L'église du Très-Saint-Nom-de Jésus est considérée historiquement comme la «cathédrale» de Maisonneuve.
(Photo:Régent Gosselin)
Mobilisation pour éviter la fermeture de l'église du Très-Saint-Nom-de-Jésus
Un comité composé de représentants de l'archevêché, de l'arrondissement, des élus locaux et de la communauté verra le jour à la fin du mois afin de trouver une solution pour l'avenir des églises du Très-Saint-Nom-de-Jésus et St-Clément, qui cumulent un déficit de plus d'un million de dollars.
« Nous sommes à attacher les dernières pièces. D'ici un mois au plus tard, nous devrions être en mesure d'annoncer la formation de ce comité », de déclarer Pierre Côté, vicaire épiscopal des régions Sud et Ouest de Montréal.
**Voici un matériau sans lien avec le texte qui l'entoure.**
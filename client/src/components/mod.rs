//! Reusable UI component modules.
//!
//! SYSTEM CONTEXT
//! ==============
//! Components render the site chrome around routed pages, reading the
//! color scheme from Leptos context rather than global state.

pub mod analytics;
pub mod footer;
pub mod nav_header;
Le rôle de ce groupe de travail consistera à imaginer une solution viable et concertée pour sauver un des monuments emblématiques du quartier Hochelaga-Maisonneuve, l'église du Très-Saint-Nom-de-Jésus, construite au début du siècle et menacée de fermeture en raison d'un déficit récurrent. L'édifice, situé à l'angle des rues Desjardins et Adam, abrite un des plus beaux orgues Casavant en Amérique du Nord et constitue un des joyaux du patrimoine montréalais.
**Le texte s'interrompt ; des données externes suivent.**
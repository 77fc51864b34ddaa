//! Light/dark color scheme state shared between server render and browser.
//!
//! DESIGN
//! ======
//! The preference lives in the `mantine-color-scheme` cookie. A request is
//! resolved once on the server (phase 1) and the result is rendered into the
//! page; the browser adopts that exact value on hydration (phase 2) and owns
//! every later change. Changes update memory first and persist second, so a
//! storage failure never blocks the visual switch.

#[cfg(test)]
#[path = "color_scheme_test.rs"]
mod color_scheme_test;

use std::fmt;
use std::str::FromStr;

use leptos::prelude::*;
use serde::{Deserialize, Serialize};
use time::Duration;

use crate::util::cookies::{CookieError, CookieStore, DocumentCookies};

/// Cookie holding the persisted scheme.
pub const COOKIE_NAME: &str = "mantine-color-scheme";

/// Cookie lifetime: 30 days.
pub const COOKIE_MAX_AGE_SECS: i64 = 60 * 60 * 24 * 30;

/// The two supported color schemes.
#[derive(Clone, Copy, Debug, Default, PartialEq, Eq, Hash, Serialize, Deserialize)]
#[serde(rename_all = "lowercase")]
pub enum ColorScheme {
    Light,
    #[default]
    Dark,
}

impl ColorScheme {
    pub fn as_str(self) -> &'static str {
        match self {
            Self::Light => "light",
            Self::Dark => "dark",
        }
    }

    #[must_use]
    pub fn opposite(self) -> Self {
        match self {
            Self::Light => Self::Dark,
            Self::Dark => Self::Light,
        }
    }
}

impl fmt::Display for ColorScheme {
    fn fmt(&self, f: &mut fmt::Formatter<'_>) -> fmt::Result {
        f.write_str(self.as_str())
    }
}

/// Returned when a string is neither `light` nor `dark`.
#[derive(Debug, Clone, PartialEq, Eq, thiserror::Error)]
#[error("unknown color scheme: {0:?}")]
pub struct UnknownColorScheme(pub String);

impl FromStr for ColorScheme {
    type Err = UnknownColorScheme;

    fn from_str(s: &str) -> Result<Self, Self::Err> {
        match s {
            "light" => Ok(Self::Light),
            "dark" => Ok(Self::Dark),
            other => Err(UnknownColorScheme(other.to_owned())),
        }
    }
}

/// Where the current value came from.
#[derive(Clone, Copy, Debug, PartialEq, Eq, Serialize, Deserialize)]
#[serde(rename_all = "kebab-case")]
pub enum PreferenceSource {
    CookieDefault,
    CookiePresent,
    RuntimeToggle,
}

impl PreferenceSource {
    pub fn as_str(self) -> &'static str {
        match self {
            Self::CookieDefault => "cookie-default",
            Self::CookiePresent => "cookie-present",
            Self::RuntimeToggle => "runtime-toggle",
        }
    }

    /// Inverse of [`PreferenceSource::as_str`].
    pub fn parse(raw: &str) -> Option<Self> {
        match raw {
            "cookie-default" => Some(Self::CookieDefault),
            "cookie-present" => Some(Self::CookiePresent),
            "runtime-toggle" => Some(Self::RuntimeToggle),
            _ => None,
        }
    }
}

/// A color scheme together with its origin.
#[derive(Clone, Copy, Debug, PartialEq, Eq, Serialize, Deserialize)]
pub struct Preference {
    pub value: ColorScheme,
    pub source: PreferenceSource,
}

impl Default for Preference {
    fn default() -> Self {
        Self { value: ColorScheme::default(), source: PreferenceSource::CookieDefault }
    }
}

/// Resolve the preference carried by `store`. Never fails.
pub fn resolve(store: &impl CookieStore) -> Preference {
    match store.read(COOKIE_NAME).and_then(|raw| raw.parse::<ColorScheme>().ok()) {
        Some(value) => Preference { value, source: PreferenceSource::CookiePresent },
        None => Preference::default(),
    }
}

/// Scheme resolved for a request: the cookie value, or `dark`.
pub fn initialize(store: &impl CookieStore) -> ColorScheme {
    resolve(store).value
}

/// Outcome of a toggle: `explicit` when given, otherwise the opposite of `current`.
pub fn next_scheme(current: ColorScheme, explicit: Option<ColorScheme>) -> ColorScheme {
    explicit.unwrap_or_else(|| current.opposite())
}

// =============================================================================
// CONTROLLER
// =============================================================================

/// Owns the active scheme for one session and persists changes to `S`.
#[derive(Clone, Debug)]
pub struct ColorSchemeController<S> {
    preference: Preference,
    store: S,
}

impl<S: CookieStore> ColorSchemeController<S> {
    /// Phase 1: resolve from the store.
    pub fn initialize(store: S) -> Self {
        Self { preference: resolve(&store), store }
    }

    /// Phase 2: adopt a preference resolved elsewhere without consulting the store.
    pub fn hydrate(initial: Preference, store: S) -> Self {
        Self { preference: initial, store }
    }

    pub fn current(&self) -> ColorScheme {
        self.preference.value
    }

    pub fn preference(&self) -> Preference {
        self.preference
    }

    pub fn store(&self) -> &S {
        &self.store
    }

    /// Update the in-memory value only.
    pub fn transition(&mut self, explicit: Option<ColorScheme>) -> ColorScheme {
        let next = next_scheme(self.preference.value, explicit);
        self.preference = Preference { value: next, source: PreferenceSource::RuntimeToggle };
        next
    }

    /// Write the current value to the store with the 30-day lifetime.
    ///
    /// # Errors
    ///
    /// Propagates the store's [`CookieError`]; the in-memory value is kept.
    pub fn persist(&mut self) -> Result<(), CookieError> {
        self.store.write(
            COOKIE_NAME,
            self.preference.value.as_str(),
            Duration::seconds(COOKIE_MAX_AGE_SECS),
        )
    }

    /// Flip (or set) the scheme, then persist it. Persistence is best effort.
    pub fn toggle(&mut self, explicit: Option<ColorScheme>) -> ColorScheme {
        let next = self.transition(explicit);
        if let Err(e) = self.persist() {
            log::warn!("color scheme not persisted: {e}");
        }
        next
    }
}

// =============================================================================
// LEPTOS CONTEXT
// =============================================================================

/// Reactive handle provided at the app root.
///
/// `scheme` drives every themed view; `toggle` is the only way to change it.
#[derive(Clone, Copy)]
pub struct ColorSchemeContext {
    scheme: RwSignal<ColorScheme>,
    controller: StoredValue<ColorSchemeController<DocumentCookies>>,
}

impl ColorSchemeContext {
    pub fn new(initial: Preference) -> Self {
        Self {
            scheme: RwSignal::new(initial.value),
            controller: StoredValue::new(ColorSchemeController::hydrate(initial, DocumentCookies)),
        }
    }

    /// Current scheme, tracked.
    pub fn get(&self) -> ColorScheme {
        self.scheme.get()
    }

    /// Flip (or set) the scheme. The signal changes before the cookie write.
    pub fn toggle(&self, explicit: Option<ColorScheme>) -> ColorScheme {
        let next = self
            .controller
            .try_update_value(|c| c.transition(explicit))
            .unwrap_or_else(|| next_scheme(self.scheme.get_untracked(), explicit));
        self.scheme.set(next);

        self.controller.update_value(|c| {
            if let Err(e) = c.persist() {
                log::warn!("color scheme not persisted: {e}");
            }
        });
        next
    }
}

/// Install the color-scheme context for the component tree.
pub fn provide_color_scheme(initial: Preference) -> ColorSchemeContext {
    let ctx = ColorSchemeContext::new(initial);
    provide_context(ctx);
    ctx
}

/// Fetch the context installed by [`provide_color_scheme`].
pub fn use_color_scheme() -> ColorSchemeContext {
    expect_context::<ColorSchemeContext>()
}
Au printemps dernier, les paroissiens s'étaient opposés vivement à la fermeture de la fabrique, préconisée par l'archevêché. Ce dernier souhaite en effet la fusion avec l'église St-Clément, située à l’intersection des rues Adam et Viau, afin de mettre un frein aux pertes qui totalisent à ce jour plus de 1,5 M$ pour les deux édifices.
Trouver une nouvelle vocation à ces monuments, dont le déficit s'alourdit chaque année d'une centaine de milliers de dollars, ne sera pas une mince affaire. Une étude commandée par l'archevêché recommande de louer les sous-sols des deux églises afin de dégager des fonds. Une autre solution, soutenue par l'arrondissement et plusieurs organismes du quartier, consisterait à confirmer la vocation culturelle de TSNJ, initiée par le festival Orgue et couleurs.